- WHAT TO WORK ON
Copy every line of the data that includes the string "derive".

Start of Block

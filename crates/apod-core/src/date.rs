//! APOD dates: strict `YYYY-MM-DD`, defaulting to today.

use anyhow::anyhow;
use chrono::NaiveDate;
use std::fmt;
use std::str::FromStr;

/// A calendar date identifying one APOD entry.
///
/// Parsing goes through [`chrono::NaiveDate`], so impossible dates like
/// `2022-13-45` are rejected, not just malformed strings.
#[derive(Debug, Clone, Copy, PartialEq, Eq)]
pub struct ApodDate(NaiveDate);

impl ApodDate {
    /// Today's local date, the default when the CLI date argument is absent.
    pub fn today() -> Self {
        ApodDate(chrono::Local::now().date_naive())
    }
}

impl FromStr for ApodDate {
    type Err = anyhow::Error;

    fn from_str(s: &str) -> Result<Self, Self::Err> {
        NaiveDate::parse_from_str(s, "%Y-%m-%d")
            .map(ApodDate)
            .map_err(|_| anyhow!("invalid date {:?}; expected YYYY-MM-DD", s))
    }
}

impl fmt::Display for ApodDate {
    fn fmt(&self, f: &mut fmt::Formatter<'_>) -> fmt::Result {
        write!(f, "{}", self.0.format("%Y-%m-%d"))
    }
}

#[cfg(test)]
mod tests {
    use super::*;

    #[test]
    fn parses_iso_date() {
        let d: ApodDate = "2022-01-01".parse().unwrap();
        assert_eq!(d.to_string(), "2022-01-01");
    }

    #[test]
    fn rejects_impossible_date() {
        assert!("2022-13-45".parse::<ApodDate>().is_err());
        assert!("2021-02-30".parse::<ApodDate>().is_err());
    }

    #[test]
    fn rejects_malformed_input() {
        assert!("01/01/2022".parse::<ApodDate>().is_err());
        assert!("yesterday".parse::<ApodDate>().is_err());
        assert!("".parse::<ApodDate>().is_err());
    }

    #[test]
    fn display_round_trips() {
        let d: ApodDate = "1995-06-16".parse().unwrap();
        let again: ApodDate = d.to_string().parse().unwrap();
        assert_eq!(d, again);
    }
}
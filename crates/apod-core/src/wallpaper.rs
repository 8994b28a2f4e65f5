//! Desktop wallpaper capability.
//!
//! The pipeline only knows the [`WallpaperSetter`] trait; the per-OS
//! mechanics live behind it so the orchestrator stays platform-neutral.

use anyhow::{bail, Context, Result};
use std::path::Path;

/// Applies an image file as the desktop background.
pub trait WallpaperSetter {
    /// Point the desktop background at `path` (path to an image file).
    fn set(&self, path: &Path) -> Result<()>;
}

/// Sets the wallpaper through the native desktop mechanism of the host OS.
pub struct DesktopWallpaper;

impl WallpaperSetter for DesktopWallpaper {
    fn set(&self, path: &Path) -> Result<()> {
        set_native(path)
    }
}

#[cfg(target_os = "linux")]
fn set_native(path: &Path) -> Result<()> {
    // GNOME; both keys so the image shows in light and dark mode.
    let uri = format!("file://{}", path.display());
    for key in ["picture-uri", "picture-uri-dark"] {
        let status = std::process::Command::new("gsettings")
            .args(["set", "org.gnome.desktop.background", key, &uri])
            .status()
            .context("run gsettings")?;
        if !status.success() {
            bail!("gsettings set {} exited with {}", key, status);
        }
    }
    Ok(())
}

#[cfg(target_os = "macos")]
fn set_native(path: &Path) -> Result<()> {
    let script = format!(
        r#"tell application "System Events" to set picture of every desktop to POSIX file "{}""#,
        path.display()
    );
    let status = std::process::Command::new("osascript")
        .args(["-e", &script])
        .status()
        .context("run osascript")?;
    if !status.success() {
        bail!("osascript exited with {}", status);
    }
    Ok(())
}

#[cfg(target_os = "windows")]
fn set_native(path: &Path) -> Result<()> {
    let script = windows_wallpaper_script(path);
    let status = std::process::Command::new("powershell")
        .args(["-NoProfile", "-NonInteractive", "-Command", &script])
        .status()
        .context("run powershell")?;
    if !status.success() {
        bail!("powershell exited with {}", status);
    }
    Ok(())
}

/// PowerShell that P/Invokes user32's `SystemParametersInfoW` with
/// `SPI_SETDESKWALLPAPER` (20). The 3 is
/// `SPIF_UPDATEINIFILE | SPIF_SENDCHANGE`, so the change persists and the
/// shell is notified.
#[cfg(any(target_os = "windows", test))]
fn windows_wallpaper_script(path: &Path) -> String {
    // PowerShell single-quoted literal: only ' needs escaping (doubled).
    let escaped = path.display().to_string().replace('\'', "''");
    format!(
        "Add-Type -Namespace Native -Name Desktop -MemberDefinition \
         '[DllImport(\"user32.dll\", CharSet = CharSet.Unicode)] public static extern int \
         SystemParametersInfoW(int uAction, int uParam, string lpvParam, int fuWinIni);'; \
         [Native.Desktop]::SystemParametersInfoW(20, 0, '{}', 3) | Out-Null",
        escaped
    )
}

#[cfg(not(any(target_os = "linux", target_os = "macos", target_os = "windows")))]
fn set_native(_path: &Path) -> Result<()> {
    bail!("setting the desktop background is not supported on this platform")
}
//! Logging init: file under XDG state dir, or graceful fallback to stderr.

use anyhow::Result;
use std::fs;
use std::io;
use std::path::PathBuf;
use tracing_subscriber::fmt::writer::BoxMakeWriter;
use tracing_subscriber::EnvFilter;

fn env_filter() -> EnvFilter {
    EnvFilter::try_from_default_env().unwrap_or_else(|_| EnvFilter::new("info,apod=debug"))
}

/// Path of the log file: `~/.local/state/apod/apod.log`. The XDG prefix
/// already names the state subdirectory.
fn log_file_path() -> Result<PathBuf> {
    let xdg_dirs = xdg::BaseDirectories::with_prefix("apod")?;
    Ok(xdg_dirs.get_state_home().join("apod.log"))
}

/// Initialize structured logging to `~/.local/state/apod/apod.log`.
/// On failure (e.g. log dir unwritable), returns Err so the caller can fall
/// back to [`init_logging_stderr`].
pub fn init_logging() -> Result<()> {
    let log_file_path = log_file_path()?;
    if let Some(log_dir) = log_file_path.parent() {
        fs::create_dir_all(log_dir)?;
    }

    let file = fs::OpenOptions::new()
        .create(true)
        .append(true)
        .open(&log_file_path)?;

    // If cloning the handle ever fails mid-run, lines go to stderr instead
    // of being dropped.
    let writer = BoxMakeWriter::new(move || match file.try_clone() {
        Ok(f) => Box::new(f) as Box<dyn io::Write + Send>,
        Err(_) => Box::new(io::stderr()),
    });

    tracing_subscriber::fmt()
        .with_env_filter(env_filter())
        .with_writer(writer)
        .with_ansi(false)
        .init();

    tracing::info!("apod logging initialized at {}", log_file_path.display());

    Ok(())
}

/// Initialize logging to stderr only (no file). Use when [`init_logging`]
/// fails so the CLI still reports what it is doing.
pub fn init_logging_stderr() {
    tracing_subscriber::fmt()
        .with_env_filter(env_filter())
        .with_writer(io::stderr)
        .with_ansi(false)
        .init();
}
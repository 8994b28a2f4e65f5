//! Persistent image index (SQLite via sqlx).
//!
//! One row per unique image, keyed by SHA-256 digest. The digest column
//! carries a real UNIQUE constraint, so dedup holds even if two
//! invocations race on the same image directory.

pub mod db;
pub mod records;

pub use db::{ImageIndex, DB_FILENAME};
pub use records::ImageRecord;
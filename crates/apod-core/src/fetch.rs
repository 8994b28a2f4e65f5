//! Blocking HTTP GET into memory.
//!
//! Used for both the metadata request and the image download. One request,
//! no retry; a non-2xx final status is a typed error so callers can tell a
//! server-side rejection from a transport failure.

use std::fmt;
use std::time::Duration;

/// Timeouts applied to every request.
#[derive(Debug, Clone, Copy)]
pub struct HttpOptions {
    pub connect_timeout: Duration,
    pub request_timeout: Duration,
}

impl Default for HttpOptions {
    fn default() -> Self {
        Self {
            connect_timeout: Duration::from_secs(15),
            request_timeout: Duration::from_secs(60),
        }
    }
}

/// Error from a single GET.
#[derive(Debug)]
pub enum FetchError {
    /// Curl reported an error (DNS, connect, timeout, TLS, ...).
    Curl(curl::Error),
    /// The final response status was not 2xx.
    Http { url: String, code: u32 },
}

impl fmt::Display for FetchError {
    fn fmt(&self, f: &mut fmt::Formatter<'_>) -> fmt::Result {
        match self {
            FetchError::Curl(e) => write!(f, "{}", e),
            FetchError::Http { url, code } => write!(f, "GET {} returned HTTP {}", url, code),
        }
    }
}

impl std::error::Error for FetchError {
    fn source(&self) -> Option<&(dyn std::error::Error + 'static)> {
        match self {
            FetchError::Curl(e) => Some(e),
            FetchError::Http { .. } => None,
        }
    }
}

impl From<curl::Error> for FetchError {
    fn from(e: curl::Error) -> Self {
        FetchError::Curl(e)
    }
}

/// Performs a blocking GET and returns the response body.
///
/// Follows redirects. Runs in the current thread.
pub fn get_bytes(url: &str, opts: &HttpOptions) -> Result<Vec<u8>, FetchError> {
    let mut easy = curl::easy::Easy::new();
    easy.url(url)?;
    easy.follow_location(true)?;
    easy.max_redirections(10)?;
    easy.connect_timeout(opts.connect_timeout)?;
    easy.timeout(opts.request_timeout)?;
    easy.useragent(concat!("apod/", env!("CARGO_PKG_VERSION")))?;

    let mut body: Vec<u8> = Vec::new();
    {
        let mut transfer = easy.transfer();
        transfer.write_function(|data| {
            body.extend_from_slice(data);
            Ok(data.len())
        })?;
        transfer.perform()?;
    }

    let code = easy.response_code()?;
    if !(200..300).contains(&code) {
        return Err(FetchError::Http {
            url: url.to_string(),
            code,
        });
    }

    Ok(body)
}
//! SHA-256 digests for content-addressed dedup.
//!
//! The index keys images by the digest of their exact bytes, so identical
//! downloads are recognized regardless of URL or filename.

use anyhow::{Context, Result};
use sha2::{Digest, Sha256};
use std::fs::File;
use std::io::Read;
use std::path::Path;

const BUF_SIZE: usize = 64 * 1024;

/// Lowercase hex SHA-256 of a byte slice. This is the digest stored in the
/// image index.
pub fn sha256_bytes(bytes: &[u8]) -> String {
    let mut hasher = Sha256::new();
    hasher.update(bytes);
    hex::encode(hasher.finalize())
}

/// Lowercase hex SHA-256 of a file on disk, read in chunks. Used to compare
/// an already-present file against a downloaded payload when their names
/// collide.
pub fn sha256_path(path: &Path) -> Result<String> {
    let mut f = File::open(path).with_context(|| format!("open {}", path.display()))?;
    let mut hasher = Sha256::new();
    let mut buf = [0u8; BUF_SIZE];
    loop {
        let n = f
            .read(&mut buf)
            .with_context(|| format!("read {}", path.display()))?;
        if n == 0 {
            break;
        }
        hasher.update(&buf[..n]);
    }
    Ok(hex::encode(hasher.finalize()))
}
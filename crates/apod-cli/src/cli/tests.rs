//! CLI parse tests.

use super::Cli;
use clap::Parser;
use std::path::Path;

fn parse(args: &[&str]) -> Cli {
    Cli::try_parse_from(args).unwrap()
}

#[test]
fn parse_dir_only() {
    let cli = parse(&["apod", "/tmp/apod"]);
    assert_eq!(cli.image_dir, Path::new("/tmp/apod"));
    assert!(cli.date.is_none());
    assert!(cli.api_key.is_none());
}

#[test]
fn parse_dir_and_date() {
    let cli = parse(&["apod", "/tmp/apod", "2022-01-01"]);
    assert_eq!(cli.image_dir, Path::new("/tmp/apod"));
    assert_eq!(cli.date, Some("2022-01-01".parse().unwrap()));
}

#[test]
fn parse_api_key_flag() {
    let cli = parse(&["apod", "/tmp/apod", "--api-key", "abc123"]);
    assert_eq!(cli.api_key.as_deref(), Some("abc123"));
}

#[test]
fn rejects_malformed_date() {
    assert!(Cli::try_parse_from(["apod", "/tmp/apod", "2022-13-45"]).is_err());
    assert!(Cli::try_parse_from(["apod", "/tmp/apod", "january"]).is_err());
}

#[test]
fn rejects_missing_image_dir_argument() {
    assert!(Cli::try_parse_from(["apod"]).is_err());
}
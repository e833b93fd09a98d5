use std::collections::HashMap;

use crate::domain::Customer;

/// Static lookup table from 8-digit customer number to customer record.
#[derive(Debug, Clone, Default)]
pub struct CustomerDirectory {
    customers: HashMap<String, Customer>,
}

impl CustomerDirectory {
    pub fn new(entries: impl IntoIterator<Item = (String, Customer)>) -> Self {
        Self {
            customers: entries.into_iter().collect(),
        }
    }

    /// The customers known to the breakfast service.
    pub fn demo() -> Self {
        Self::new([
            ("38429730".to_string(), Customer::new("Anna Meier", 12)),
            ("12345678".to_string(), Customer::new("Max Mustermann", 3)),
        ])
    }

    pub fn get(&self, number: &str) -> Option<&Customer> {
        self.customers.get(number)
    }
}
//! Key-value backends for persisted blueprints.

use std::collections::HashMap;
use std::fs;
use std::io::ErrorKind;
use std::path::PathBuf;

use tracing::debug;

use super::error::BlueprintError;

/// A string key-value store. Writes replace the whole value.
pub trait KeyValueStore: Send {
    fn get(&self, key: &str) -> Result<Option<String>, BlueprintError>;
    fn set(&mut self, key: &str, value: String) -> Result<(), BlueprintError>;
}

/// Process-local store, lost on exit.
#[derive(Debug, Clone, Default)]
pub struct MemoryStore {
    values: HashMap<String, String>,
}

impl MemoryStore {
    pub fn new() -> Self {
        Self::default()
    }
}

impl KeyValueStore for MemoryStore {
    fn get(&self, key: &str) -> Result<Option<String>, BlueprintError> {
        Ok(self.values.get(key).cloned())
    }

    fn set(&mut self, key: &str, value: String) -> Result<(), BlueprintError> {
        self.values.insert(key.to_string(), value);
        Ok(())
    }
}

/// Stores each key as `<key>.json` inside a data directory.
#[derive(Debug, Clone)]
pub struct FileStore {
    dir: PathBuf,
}

impl FileStore {
    pub fn new(dir: impl Into<PathBuf>) -> Self {
        Self { dir: dir.into() }
    }

    fn path_for(&self, key: &str) -> PathBuf {
        self.dir.join(format!("{}.json", key))
    }
}

impl KeyValueStore for FileStore {
    fn get(&self, key: &str) -> Result<Option<String>, BlueprintError> {
        let path = self.path_for(key);
        match fs::read_to_string(&path) {
            Ok(value) => Ok(Some(value)),
            Err(e) if e.kind() == ErrorKind::NotFound => Ok(None),
            Err(e) => Err(BlueprintError::Storage(format!("{}: {}", path.display(), e))),
        }
    }

    fn set(&mut self, key: &str, value: String) -> Result<(), BlueprintError> {
        fs::create_dir_all(&self.dir)
            .map_err(|e| BlueprintError::Storage(format!("{}: {}", self.dir.display(), e)))?;
        let path = self.path_for(key);
        fs::write(&path, value)
            .map_err(|e| BlueprintError::Storage(format!("{}: {}", path.display(), e)))?;
        debug!(path = %path.display(), "Value written");
        Ok(())
    }
}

End of Block

- SOLVED EXERCISE
#[derive(Debug, Clone, Copy, PartialEq, Eq)]
#[derive(Debug, Clone, Copy)]
#[derive(Debug)]
#[derive(Debug, Clone, Default)]
#[derive(Debug, Clone, Default)]
#[derive(Debug, Clone)]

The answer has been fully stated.